Information:
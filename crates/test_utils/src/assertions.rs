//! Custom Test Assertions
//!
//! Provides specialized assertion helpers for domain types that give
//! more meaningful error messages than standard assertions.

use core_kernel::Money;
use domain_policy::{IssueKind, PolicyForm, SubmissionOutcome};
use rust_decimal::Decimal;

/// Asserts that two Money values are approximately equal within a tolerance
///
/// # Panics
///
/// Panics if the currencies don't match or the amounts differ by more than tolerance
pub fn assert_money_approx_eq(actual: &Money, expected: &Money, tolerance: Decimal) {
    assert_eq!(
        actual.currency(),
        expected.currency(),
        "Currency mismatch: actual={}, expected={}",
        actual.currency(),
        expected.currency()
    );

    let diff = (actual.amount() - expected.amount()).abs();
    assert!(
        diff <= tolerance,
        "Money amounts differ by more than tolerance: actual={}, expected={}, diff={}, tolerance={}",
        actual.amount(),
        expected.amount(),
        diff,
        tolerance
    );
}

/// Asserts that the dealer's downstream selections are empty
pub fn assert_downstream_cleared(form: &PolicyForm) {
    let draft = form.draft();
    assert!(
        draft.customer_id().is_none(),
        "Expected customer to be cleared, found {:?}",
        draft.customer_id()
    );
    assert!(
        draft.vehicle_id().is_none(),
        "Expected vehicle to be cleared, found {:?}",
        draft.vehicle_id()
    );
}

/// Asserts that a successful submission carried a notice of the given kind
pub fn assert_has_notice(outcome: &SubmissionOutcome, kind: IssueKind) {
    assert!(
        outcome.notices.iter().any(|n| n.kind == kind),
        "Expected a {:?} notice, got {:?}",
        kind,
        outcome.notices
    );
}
---
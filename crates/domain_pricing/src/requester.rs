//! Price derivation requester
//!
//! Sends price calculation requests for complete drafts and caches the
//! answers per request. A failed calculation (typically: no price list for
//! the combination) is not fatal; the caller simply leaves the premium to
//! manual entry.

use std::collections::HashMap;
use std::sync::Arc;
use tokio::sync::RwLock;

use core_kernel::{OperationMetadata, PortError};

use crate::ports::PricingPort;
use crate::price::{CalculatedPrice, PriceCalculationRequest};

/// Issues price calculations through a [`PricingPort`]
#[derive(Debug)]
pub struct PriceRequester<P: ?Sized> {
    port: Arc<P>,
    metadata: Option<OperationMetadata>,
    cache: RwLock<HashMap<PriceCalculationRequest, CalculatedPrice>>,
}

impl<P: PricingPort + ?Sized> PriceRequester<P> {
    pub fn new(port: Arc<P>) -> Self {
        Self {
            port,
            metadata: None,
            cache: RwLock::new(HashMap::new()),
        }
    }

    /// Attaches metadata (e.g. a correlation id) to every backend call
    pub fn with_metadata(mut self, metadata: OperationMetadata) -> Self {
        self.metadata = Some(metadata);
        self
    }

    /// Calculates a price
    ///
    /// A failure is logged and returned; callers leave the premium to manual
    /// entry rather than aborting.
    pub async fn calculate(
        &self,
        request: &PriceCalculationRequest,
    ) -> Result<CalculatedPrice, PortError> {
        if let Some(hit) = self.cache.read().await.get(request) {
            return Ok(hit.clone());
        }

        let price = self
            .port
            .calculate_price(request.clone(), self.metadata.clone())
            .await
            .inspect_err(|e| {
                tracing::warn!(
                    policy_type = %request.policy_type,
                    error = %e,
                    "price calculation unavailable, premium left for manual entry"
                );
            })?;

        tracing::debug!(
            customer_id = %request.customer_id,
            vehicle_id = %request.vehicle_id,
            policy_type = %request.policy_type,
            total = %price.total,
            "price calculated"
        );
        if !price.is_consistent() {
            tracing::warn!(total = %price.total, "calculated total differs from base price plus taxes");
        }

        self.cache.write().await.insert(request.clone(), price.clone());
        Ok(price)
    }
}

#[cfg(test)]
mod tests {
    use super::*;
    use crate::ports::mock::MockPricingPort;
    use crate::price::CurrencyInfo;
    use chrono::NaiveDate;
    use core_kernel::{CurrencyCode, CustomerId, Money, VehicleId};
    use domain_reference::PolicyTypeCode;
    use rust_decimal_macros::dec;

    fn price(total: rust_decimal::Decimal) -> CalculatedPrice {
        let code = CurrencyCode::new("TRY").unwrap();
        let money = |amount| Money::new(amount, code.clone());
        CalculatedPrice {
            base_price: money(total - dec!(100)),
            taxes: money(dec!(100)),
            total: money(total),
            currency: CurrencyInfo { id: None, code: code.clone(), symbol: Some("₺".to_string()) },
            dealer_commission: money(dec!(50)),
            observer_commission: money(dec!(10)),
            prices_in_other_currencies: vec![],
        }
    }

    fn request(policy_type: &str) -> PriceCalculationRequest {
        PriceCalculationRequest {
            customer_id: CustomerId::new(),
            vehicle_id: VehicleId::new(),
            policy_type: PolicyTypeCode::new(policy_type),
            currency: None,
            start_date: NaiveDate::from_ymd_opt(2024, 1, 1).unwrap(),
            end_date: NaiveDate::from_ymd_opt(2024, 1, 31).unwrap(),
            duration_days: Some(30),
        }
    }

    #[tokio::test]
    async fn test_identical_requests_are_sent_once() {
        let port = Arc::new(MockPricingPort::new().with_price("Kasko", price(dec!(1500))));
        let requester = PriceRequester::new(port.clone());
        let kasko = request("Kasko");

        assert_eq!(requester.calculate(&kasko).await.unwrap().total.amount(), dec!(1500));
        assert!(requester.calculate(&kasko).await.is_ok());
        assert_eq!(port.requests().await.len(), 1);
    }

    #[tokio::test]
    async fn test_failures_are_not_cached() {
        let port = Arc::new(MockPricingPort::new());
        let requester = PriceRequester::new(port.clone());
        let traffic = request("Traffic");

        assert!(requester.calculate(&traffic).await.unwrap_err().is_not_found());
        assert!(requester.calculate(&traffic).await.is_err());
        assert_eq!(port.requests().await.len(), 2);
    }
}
---
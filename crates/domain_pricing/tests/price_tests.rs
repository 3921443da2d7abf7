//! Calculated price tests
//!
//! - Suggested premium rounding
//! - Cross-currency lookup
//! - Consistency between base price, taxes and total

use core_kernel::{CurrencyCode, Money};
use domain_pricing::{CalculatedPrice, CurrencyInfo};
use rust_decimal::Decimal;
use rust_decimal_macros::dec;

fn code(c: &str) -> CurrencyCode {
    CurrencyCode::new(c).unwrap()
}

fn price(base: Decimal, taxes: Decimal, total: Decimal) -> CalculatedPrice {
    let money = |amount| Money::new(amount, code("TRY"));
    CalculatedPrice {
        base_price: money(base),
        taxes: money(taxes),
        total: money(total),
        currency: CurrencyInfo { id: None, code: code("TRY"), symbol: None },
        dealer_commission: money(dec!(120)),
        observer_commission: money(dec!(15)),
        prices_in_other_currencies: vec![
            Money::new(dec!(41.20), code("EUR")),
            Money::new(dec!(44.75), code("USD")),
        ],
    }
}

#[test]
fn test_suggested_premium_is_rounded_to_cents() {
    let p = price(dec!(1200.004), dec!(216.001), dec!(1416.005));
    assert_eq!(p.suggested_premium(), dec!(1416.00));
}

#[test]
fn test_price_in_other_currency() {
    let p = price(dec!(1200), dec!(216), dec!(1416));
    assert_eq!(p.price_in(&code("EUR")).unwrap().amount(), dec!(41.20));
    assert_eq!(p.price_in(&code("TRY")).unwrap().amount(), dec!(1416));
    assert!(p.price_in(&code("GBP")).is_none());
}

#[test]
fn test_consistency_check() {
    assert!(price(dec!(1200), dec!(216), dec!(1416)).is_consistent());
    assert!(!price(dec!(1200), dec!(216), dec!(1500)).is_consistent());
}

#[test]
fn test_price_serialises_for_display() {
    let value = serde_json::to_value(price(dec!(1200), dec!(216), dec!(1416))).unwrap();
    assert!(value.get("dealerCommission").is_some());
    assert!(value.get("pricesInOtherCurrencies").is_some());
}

How to complete this task:
State how many lines in the material above hold the word "Asserts". Add nothing else.

Solution to this exercise:
3